Computer Science from the Bottom Up looks like a fine introduction to CS for beginners, and freely available under the CC BY-SA 3.0 license.
Computing-related standards (POSIX, programming language specifications, instruction set architectures, ISO standards, Internet standards and other RFCs, Web standards, etc) have yet shorter lifespans, based on both theory and practice, and are closer to everyday programming.
Many mistakes, poor decisions, and/or reinventions seem to arise out of poor familiarity with existing standards.
Less technical standards, along with written down practices and recommendations, provide useful (though sometimes overly bureaucratic) information on best practices. As examples, there are NIST cybersecurity guidelines, SEBoK, all kinds of books attempting to teach programming, management, and related skills.
Operating systems provide a lot of useful functionality, as do common daemons and libraries. But as with standards and theories, often it gets ignored and reimplemented. Tanenbaum's "Modern Operating Systems" book pops up here again, as well as distribution-specific manuals (e.g., The Debian Administrator's Handbook), and just reading through info manuals and man pages. Though it's mostly useful for getting familiar with core OS functionality, while general software landscape is harder to map. Perhaps Debian Popularity Contest (and/or similar statistics of other operating systems) is worth checking to get familiar with most commonly installed software, though that alone would be far from a comprehensive picture. News websites and link aggregators tend to mention interesting software from time to time, though often it's just fashionable, new, and/or amusing software.

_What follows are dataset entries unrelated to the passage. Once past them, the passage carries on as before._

//! End-to-end exercise of [`junction_core::TypedAction`] against a real
//! registry/manager pair, using the in-memory storage adapter so the whole
//! flow runs with no network and no database.

use std::collections::HashMap;
use std::sync::Arc;

use async_trait::async_trait;
use junction_core::registry::{ActionDefinitionBuilder, ActionHandler, ActionInput, ConnectorDefinitionSpecBuilder, ScopeDefinition};
use junction_core::{Crypto, InMemoryAdapter, Manager, Registry, TypedAction};
use serde::{Deserialize, Serialize};
use serde_json::Value;

#[derive(Serialize)]
struct SendMessage {
    channel: String,
    text: String,
}

#[derive(Deserialize, Debug, PartialEq)]
struct SendMessageResult {
    ok: bool,
    channel: String,
}

struct SendMessageHandler;

#[async_trait]
impl ActionHandler for SendMessageHandler {
    async fn call(&self, input: ActionInput) -> anyhow::Result<Value> {
        let channel = input.input.get("channel").and_then(Value::as_str).unwrap_or_default();
        Ok(serde_json::json!({ "ok": true, "channel": channel }))
    }
}

fn build_manager() -> Manager {
    let connector = ConnectorDefinitionSpecBuilder::default()
        .key("slack".to_string())
        .config_schema(serde_json::json!({"type": "object"}))
        .action(
            ActionDefinitionBuilder::default()
                .name("sendMessage".to_string())
                .input_schema(serde_json::json!({
                    "type": "object",
                    "required": ["channel", "text"],
                    "properties": {
                        "channel": {"type": "string"},
                        "text": {"type": "string"}
                    }
                }))
                .handler(Arc::new(SendMessageHandler) as Arc<dyn ActionHandler>)
                .build()
                .unwrap(),
        )
        .finish()
        .unwrap();

    let registry = Registry::builder()
        .storage(InMemoryAdapter::new())
        .crypto(Crypto::builtin("12345678901234567890123456789012").unwrap())
        .scope(ScopeDefinition::new("organization", true))
        .connector(connector)
        .build()
        .unwrap();

    Manager::new(registry)
}

#[tokio::test]
async fn typed_action_calls_handler_with_compile_time_types() {
    let manager = build_manager();
    let view = manager.scope("organization", Some("org_1")).unwrap();
    view.install("slack", HashMap::new(), None).await.unwrap();

    let send_message: TypedAction<SendMessage, SendMessageResult> = TypedAction::new("slack", "sendMessage");
    let caller = view.action("slack", "sendMessage");

    let outcome = send_message
        .call(&caller, SendMessage { channel: "#general".to_string(), text: "hello".to_string() })
        .await
        .unwrap();

    assert_eq!(outcome.data, Some(SendMessageResult { ok: true, channel: "#general".to_string() }));
    assert!(outcome.error.is_none());
}

#[tokio::test]
async fn typed_action_rejects_input_failing_schema_validation() {
    let manager = build_manager();
    let view = manager.scope("organization", Some("org_1")).unwrap();
    view.install("slack", HashMap::new(), None).await.unwrap();

    // `channel` omitted entirely: the action's input schema requires it, so
    // this fails validation before the handler ever runs.
    #[derive(Serialize)]
    struct MissingChannel {
        text: String,
    }

    let send_message: TypedAction<MissingChannel, SendMessageResult> = TypedAction::new("slack", "sendMessage");
    let caller = view.action("slack", "sendMessage");
    let result = send_message.call(&caller, MissingChannel { text: "hello".to_string() }).await;

    assert!(matches!(result, Err(junction_core::Error::ActionInputInvalid { .. })));
}
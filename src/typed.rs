//! A typed convenience wrapper over [`ActionCaller`]/[`DefaultActionCaller`]
//! that gives `action(..).call(input)` compile-time input/output types.
//!
//! This changes nothing about dispatch: the handler still runs through
//! [`crate::scope::run_action`] against a plain `serde_json::Value`. All
//! `TypedAction` adds is `serde_json::to_value`/`from_value` at the edges.

use std::marker::PhantomData;

use serde::de::DeserializeOwned;
use serde::Serialize;
use serde_json::Value;

use crate::error::{Error, Result};
use crate::scope::{ActionCaller, ActionOutcome};

/// `{data, error}` with `data` decoded into `Out`, mirroring [`ActionOutcome`]
/// but with a typed success payload.
#[derive(Debug, Clone)]
pub struct TypedActionOutcome<Out> {
    pub data: Option<Out>,
    pub error: Option<crate::scope::ActionError>,
}

/// Binds a `(connector, action)` pair to input/output types. Build one with
/// [`TypedAction::new`] and call [`TypedAction::call`] the way you'd call
/// `action(..).call(..)` directly, minus the manual `serde_json::Value`
/// conversion on either side.
pub struct TypedAction<In, Out> {
    connector_key: String,
    action_name: String,
    _marker: PhantomData<(In, Out)>,
}

impl<In, Out> TypedAction<In, Out>
where
    In: Serialize,
    Out: DeserializeOwned,
{
    pub fn new(connector_key: impl Into<String>, action_name: impl Into<String>) -> Self {
        Self { connector_key: connector_key.into(), action_name: action_name.into(), _marker: PhantomData }
    }

    pub fn connector_key(&self) -> &str {
        &self.connector_key
    }

    pub fn action_name(&self) -> &str {
        &self.action_name
    }

    /// Serializes `input`, runs it through `caller` (typically
    /// `scoped_view.action(self.connector_key(), self.action_name())`), and
    /// decodes a successful payload back into `Out`. A handler-level failure
    /// still comes back as `Ok(TypedActionOutcome{error: Some(..), ..})`,
    /// matching [`ActionOutcome`]'s documented asymmetry; only pre-dispatch
    /// failures and output decode failures propagate as `Err`.
    pub async fn call(&self, caller: &ActionCaller<'_>, input: In) -> Result<TypedActionOutcome<Out>> {
        let input_value = serde_json::to_value(input).map_err(|e| Error::ActionInputInvalid {
            issues: vec![crate::error::ValidationIssue { path: String::new(), message: e.to_string() }],
        })?;

        let ActionOutcome { data, error } = caller.call(input_value).await?;
        let data = match data {
            Some(value) => Some(decode_output(value)?),
            None => None,
        };
        Ok(TypedActionOutcome { data, error })
    }
}

fn decode_output<Out: DeserializeOwned>(value: Value) -> Result<Out> {
    serde_json::from_value(value).map_err(|e| Error::ActionOutputInvalid {
        issues: vec![crate::error::ValidationIssue { path: String::new(), message: e.to_string() }],
    })
}

#[cfg(test)]
mod tests {
    use super::*;
    use crate::crypto::Crypto;
    use crate::registry::{
        ActionDefinitionBuilder, ActionHandler, ActionInput, ConnectorDefinitionSpecBuilder, Registry, ScopeDefinition,
    };
    use crate::storage::InMemoryAdapter;
    use async_trait::async_trait;
    use serde::Deserialize;
    use std::sync::Arc;

    #[derive(Serialize)]
    struct Ping {
        message: String,
    }

    #[derive(Deserialize, Debug, PartialEq)]
    struct Pong {
        echoed: String,
    }

    struct EchoAction;
    #[async_trait]
    impl ActionHandler for EchoAction {
        async fn call(&self, input: ActionInput) -> anyhow::Result<Value> {
            let message = input.input.get("message").and_then(Value::as_str).unwrap_or_default();
            Ok(serde_json::json!({ "echoed": message }))
        }
    }

    fn registry() -> Arc<Registry> {
        let connector = ConnectorDefinitionSpecBuilder::default()
            .key("echo".to_string())
            .config_schema(serde_json::json!({"type": "object"}))
            .action(
                ActionDefinitionBuilder::default()
                    .name("ping".to_string())
                    .input_schema(serde_json::json!({"type": "object"}))
                    .handler(Arc::new(EchoAction) as Arc<dyn ActionHandler>)
                    .build()
                    .unwrap(),
            )
            .finish()
            .unwrap();

        Registry::builder()
            .storage(InMemoryAdapter::new())
            .crypto(Crypto::builtin("12345678901234567890123456789012").unwrap())
            .scope(ScopeDefinition::new("organization", true))
            .connector(connector)
            .build()
            .unwrap()
    }

    #[tokio::test]
    async fn typed_action_round_trips_through_json() {
        let registry = registry();
        let view = crate::scope::ScopedView::new(registry.clone(), "organization".to_string(), "org_1".to_string());
        view.install("echo", std::collections::HashMap::new(), None).await.unwrap();

        let action: TypedAction<Ping, Pong> = TypedAction::new("echo", "ping");
        let caller = view.action("echo", "ping");
        let outcome = action.call(&caller, Ping { message: "hi".to_string() }).await.unwrap();

        assert_eq!(outcome.data, Some(Pong { echoed: "hi".to_string() }));
        assert!(outcome.error.is_none());
    }
}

Philosophy and ideologies behind software (as well as behind standards, and even behind mathematics) vary, affecting not just what programs do, but how they do it, how they are written, licensed, distributed, maintained (including used communication channels and tools), documented. This includes software- and technologies-related topics (e.g., which paradigms work better, generally how it's better to build things, which technical qualities should be prioritised), as well as broader views on the purpose of software development (e.g., "software should be useful to people", "all that matters is the value it adds to business(es)", or "one should be proud of their work and/or enjoy it"), and world views or perspectives contributing to those.
Familiarity with different views (both historical and contemporary) is generally useful for putting things into a perspective: while philosophy studies seem to comprise of studies of views more explicitly, even physics and mathematics include different perspectives, up to different foundations of mathematics. As with those other subjects, a complete picture requires to study it as an evolving set of approaches, not to pick a single one and declare computing to be solved.
Perhaps it is worth mentioning Free Software Movement here, but a relevant picture could best be formed by reading public discussions: mailing list archives of prominent projects (which is a pretty good list of technologies and software worth checking; some of the other large archives are GNU Mail Archives, LKML archive, Debian Mailing Lists), discussions on web forums and Usenet, technological news websites, issue trackers, chat logs. It won't shed much light on commercial/enterprise software cultures, though less project-focused discussions cover those sometimes.